Uma garota confusa, tentando se entender e entender ao mundo, confundindo o mundo todo.



domingo, 23 de dezembro de 2012

(In)certo.


Ela foi levantando a blusa devagar e de repende uma duvida envolveu seus pensamentos “Será que é certo?”. Tudo parecia tão arriscado, tão desejado, instigante, tão incerto.  Ele sorriu de leve. Era o sorriso mais lindo que ela já tinha visto. E logo pensou; “Se te faz feliz, me faz feliz. Se me faz feliz, é certo!”.

Aqueles dois se encaixavam tão perfeitamente que era até estranho. Parecia comercial de margarina. Era como em filme americano; com um conversível vermelho os dois saiam à procura de aventuras e amor. Mesmo que sem sair do lugar os dois viajavam pra longe. Para o futuro! Era bonito de ver os dois se encontrando, se descobrindo juntos, se amando.  E eram tão ligados que mais pareciam amigos que namorados (ops, rimei).

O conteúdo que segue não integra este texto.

use std::collections::HashMap;
use std::path::PathBuf;
use std::time::Duration;

use serde::Deserialize;
use toml::Spanned;
use tracing_subscriber::filter::LevelFilter;
use tracing_subscriber::filter::Targets;

use super::diagnostics::format_diagnostics;
use super::diagnostics::Diagnostic;
use super::diagnostics::Error;
use super::diagnostics::LoadError;
use super::diagnostics::SourceInfo;
use super::diagnostics::ValidationError;
use super::partial::PartialConfig;
use crate::measurements::RowOrder;
use crate::pagination::PageSizeOption;
use crate::range::parse_instant;
use crate::range::TimeRange;

/// Backend used when no config sets `backend.base_url`.
pub const DEFAULT_BASE_URL: &str = "http://localhost:8080";

#[derive(Debug, Default)]
pub struct Config {
    pub logging: LoggingConfig,
    pub backend: BackendConfig,
    pub measurements: MeasurementsConfig,
}

// Deserialize is needed because PartialLoggingConfig wraps it in toml::Spanned
#[derive(Debug, Default, Clone, Copy, PartialEq, Eq, PartialOrd, Ord, Deserialize)]
#[serde(rename_all = "lowercase")]
pub enum LogLevel {
    Trace,
    Debug,
    #[default]
    Info,
    Warn,
    Error,
}

impl From<LogLevel> for LevelFilter {
    fn from(level: LogLevel) -> Self {
        match level {
            LogLevel::Trace => LevelFilter::TRACE,
            LogLevel::Debug => LevelFilter::DEBUG,
            LogLevel::Info => LevelFilter::INFO,
            LogLevel::Warn => LevelFilter::WARN,
            LogLevel::Error => LevelFilter::ERROR,
        }
    }
}

#[derive(Debug, Default)]
pub struct LoggingConfig {
    /// Log level: trace, debug, info, warn, error
    pub level: LogLevel,

    /// Per-target levels, e.g. `"homeview::backend" = "debug"`
    pub overrides: HashMap<String, LogLevel>,
}

impl LoggingConfig {
    /// Build the subscriber filter for these settings.
    pub fn targets(&self) -> Targets {
        self.overrides.iter().fold(
            Targets::new().with_default(LevelFilter::from(self.level)),
            |targets, (target, level)| targets.with_target(target.clone(), LevelFilter::from(*level)),
        )
    }
}

#[derive(Debug, Clone)]
pub struct BackendConfig {
    /// Root URL of the REST backend
    pub base_url: String,

    /// Per-request timeout; unset means requests may wait indefinitely
    pub timeout: Option<Duration>,
}

impl Default for BackendConfig {
    fn default() -> Self {
        Self {
            base_url: DEFAULT_BASE_URL.to_string(),
            timeout: None,
        }
    }
}

#[derive(Debug, Clone, Default)]
pub struct MeasurementsConfig {
    pub page_size: PageSizeOption,
    pub row_order: RowOrder,
    pub default_range: TimeRange,
}

#[derive(Debug, thiserror::Error)]
pub enum ConfigError {
    #[error(transparent)]
    Load(#[from] LoadError),

    /// Formatted diagnostics for every merge and validation error found
    #[error("{0}")]
    Invalid(String),
}

impl Config {
    /// Load configuration from multiple TOML files with import resolution
    ///
    /// Returns the config together with any warnings. Fails if any file
    /// can't be loaded or any merge/validation error was found, reporting
    /// all of them at once.
    pub fn from_files(paths: &[PathBuf]) -> Result<(Self, Vec<Diagnostic>), ConfigError> {
        let configs = PartialConfig::load_with_imports(paths)?;
        let (partial, diagnostics) = PartialConfig::merge(configs);
        Self::from_partial(partial, diagnostics)
    }

    /// Convert a merged PartialConfig to a Config, validating all fields
    pub fn from_partial(
        partial: PartialConfig,
        mut diagnostics: Vec<Diagnostic>,
    ) -> Result<(Self, Vec<Diagnostic>), ConfigError> {
        let mut validation = Validation {
            source: partial.source.clone(),
            field_sources: partial.field_sources,
            errors: Vec::new(),
        };

        let logging = partial
            .logging
            .map(|logging| LoggingConfig {
                level: logging.level.map(Spanned::into_inner).unwrap_or_default(),
                overrides: logging
                    .overrides
                    .map(|hm| hm.into_iter().map(|(k, v)| (k, v.into_inner())).collect())
                    .unwrap_or_default(),
            })
            .unwrap_or_default();

        let backend = match partial.backend {
            Some(backend) => {
                let base_url = match backend.base_url {
                    Some(url) => validation.base_url(url),
                    None => DEFAULT_BASE_URL.to_string(),
                };
                let timeout = backend
                    .timeout_secs
                    .and_then(|secs| validation.timeout(secs));
                BackendConfig { base_url, timeout }
            }
            None => BackendConfig::default(),
        };

        let measurements = match partial.measurements {
            Some(m) => MeasurementsConfig {
                page_size: m.page_size.map(Spanned::into_inner).unwrap_or_default(),
                row_order: m.row_order.map(Spanned::into_inner).unwrap_or_default(),
                default_range: validation.range(m.start, m.end),
            },
            None => MeasurementsConfig::default(),
        };

        diagnostics.extend(
            validation
                .errors
                .into_iter()
                .map(|e| Diagnostic::Error(Error::Validation(e))),
        );

        if diagnostics.iter().any(Diagnostic::is_error) {
            return Err(ConfigError::Invalid(format_diagnostics(&diagnostics)));
        }

        Ok((
            Config {
                logging,
                backend,
                measurements,
            },
            diagnostics,
        ))
    }
}

/// Collects validation errors; each check returns a usable fallback so the
/// remaining fields are still checked.
struct Validation {
    source: Option<SourceInfo>,
    field_sources: HashMap<String, SourceInfo>,
    errors: Vec<ValidationError>,
}

impl Validation {
    /// The file that set `field_path`, falling back to the first file loaded.
    fn source_of(&self, field_path: &str) -> Option<SourceInfo> {
        self.field_sources
            .get(field_path)
            .cloned()
            .or_else(|| self.source.clone())
    }

    fn push<T>(&mut self, field_path: &str, message: String, value: &Spanned<T>) {
        self.errors.push(ValidationError {
            field_path: field_path.to_string(),
            message,
            span: Some(value.span()),
            source: self.source_of(field_path),
        });
    }

    fn base_url(&mut self, url: Spanned<String>) -> String {
        let value = url.get_ref().trim();
        if value.starts_with("http://") || value.starts_with("https://") {
            return value.to_string();
        }
        self.push(
            "backend.base_url",
            format!("'{}' must start with http:// or https://", value),
            &url,
        );
        DEFAULT_BASE_URL.to_string()
    }

    fn timeout(&mut self, secs: Spanned<i64>) -> Option<Duration> {
        match u64::try_from(*secs.get_ref()) {
            Ok(s) if s > 0 => Some(Duration::from_secs(s)),
            _ => {
                self.push(
                    "backend.timeout_secs",
                    format!("must be a positive number of seconds, got {}", secs.get_ref()),
                    &secs,
                );
                None
            }
        }
    }

    fn range(&mut self, start: Option<Spanned<String>>, end: Option<Spanned<String>>) -> TimeRange {
        let default = TimeRange::default();

        let mut instant = |field: &str, value: Option<Spanned<String>>, fallback| match value {
            Some(v) => match parse_instant(v.get_ref()) {
                Ok(instant) => Some(instant),
                Err(e) => {
                    self.push(field, e.to_string(), &v);
                    None
                }
            },
            None => Some(fallback),
        };

        let start = instant("measurements.start", start, default.start());
        let end = instant("measurements.end", end, default.end());

        match (start, end) {
            (Some(start), Some(end)) => TimeRange::new(start, end).unwrap_or_else(|e| {
                self.errors.push(ValidationError {
                    field_path: "measurements.start".to_string(),
                    message: e.to_string(),
                    span: None,
                    source: self.source_of("measurements.start"),
                });
                default
            }),
            _ => default,
        }
    }
}
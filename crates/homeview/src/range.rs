//! Time ranges bounding a measurement query.

use time::format_description::well_known::Rfc3339;
use time::macros::datetime;
use time::macros::format_description;
use time::Date;
use time::OffsetDateTime;
use time::PrimitiveDateTime;
use time::UtcOffset;

#[derive(Debug, Clone, PartialEq, Eq, thiserror::Error)]
pub enum RangeError {
    #[error("start {start} is after end {end}")]
    Inverted { start: String, end: String },

    #[error("invalid date-time '{0}': expected RFC 3339, YYYY-MM-DDTHH:MM[:SS] or YYYY-MM-DD")]
    InvalidInstant(String),
}

/// The `[start, end]` instant pair bounding a measurement query.
///
/// Always satisfies `start <= end`.
#[derive(Debug, Clone, Copy, PartialEq, Eq, Hash)]
pub struct TimeRange {
    start: OffsetDateTime,
    end: OffsetDateTime,
}

impl TimeRange {
    pub fn new(start: OffsetDateTime, end: OffsetDateTime) -> Result<Self, RangeError> {
        if start > end {
            return Err(RangeError::Inverted {
                start: iso_millis(start),
                end: iso_millis(end),
            });
        }
        Ok(Self { start, end })
    }

    /// Parse both bounds with [`parse_instant`] and check their order.
    pub fn parse(start: &str, end: &str) -> Result<Self, RangeError> {
        Self::new(parse_instant(start)?, parse_instant(end)?)
    }

    pub fn start(&self) -> OffsetDateTime {
        self.start
    }

    pub fn end(&self) -> OffsetDateTime {
        self.end
    }

    /// Start instant as sent in the `givenStart` query parameter.
    pub fn start_iso(&self) -> String {
        iso_millis(self.start)
    }

    /// End instant as sent in the `givenEnd` query parameter.
    pub fn end_iso(&self) -> String {
        iso_millis(self.end)
    }

    /// `DD-MM-YYYY HH:mm to DD-MM-YYYY HH:mm`
    pub fn display_label(&self) -> String {
        format!("{} to {}", short_label(self.start), short_label(self.end))
    }
}

impl Default for TimeRange {
    fn default() -> Self {
        Self {
            start: datetime!(2024-03-01 0:00 UTC),
            end: datetime!(2024-06-30 0:00 UTC),
        }
    }
}

/// Parse a user-supplied instant.
///
/// Accepts RFC 3339, a naive date-time (taken as UTC) or a bare date
/// (midnight UTC).
pub fn parse_instant(input: &str) -> Result<OffsetDateTime, RangeError> {
    let input = input.trim();

    if let Ok(dt) = OffsetDateTime::parse(input, &Rfc3339) {
        return Ok(dt);
    }

    let with_seconds = format_description!("[year]-[month]-[day]T[hour]:[minute]:[second]");
    if let Ok(dt) = PrimitiveDateTime::parse(input, with_seconds) {
        return Ok(dt.assume_utc());
    }

    let without_seconds = format_description!("[year]-[month]-[day]T[hour]:[minute]");
    if let Ok(dt) = PrimitiveDateTime::parse(input, without_seconds) {
        return Ok(dt.assume_utc());
    }

    let date_only = format_description!("[year]-[month]-[day]");
    if let Ok(date) = Date::parse(input, date_only) {
        return Ok(date.midnight().assume_utc());
    }

    Err(RangeError::InvalidInstant(input.to_string()))
}

fn iso_millis(instant: OffsetDateTime) -> String {
    let utc = instant.to_offset(UtcOffset::UTC);
    let format = format_description!(
        "[year]-[month]-[day]T[hour]:[minute]:[second].[subsecond digits:3]Z"
    );
    // The description only contains components every OffsetDateTime has.
    utc.format(format).unwrap_or_else(|_| utc.to_string())
}

fn short_label(instant: OffsetDateTime) -> String {
    let format = format_description!("[day]-[month]-[year] [hour]:[minute]");
    instant
        .to_offset(UtcOffset::UTC)
        .format(format)
        .unwrap_or_else(|_| instant.to_string())
}
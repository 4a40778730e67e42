//! Configuration file parsing and structures.
//!
//! homeview reads TOML files which may import each other. Files are merged
//! field by field with first-wins semantics; conflicts and invalid values are
//! collected and reported together.

// Private module - the public surface is re-exported below
#[allow(clippy::module_inception)]
mod config;
mod diagnostics;
mod partial;

pub use config::*;
pub use diagnostics::format_diagnostics;
pub use diagnostics::Diagnostic;
pub use diagnostics::LoadError;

A verdade é que não era a hora e ele entendeu quando, meio que sem querer, ela fez uma cara de estranheza quando sentiu as mãos frias dele tocando sua pele quente. E compreendeu. Ele era um cara compreensivo sempre, ou sempre que desse. O negócio é que ela era do tipo que dá trabalho, sabe? Cheia de nove horas. Mas ele gostava e ela sabia. Eles eram mesmo a tampa e a panela!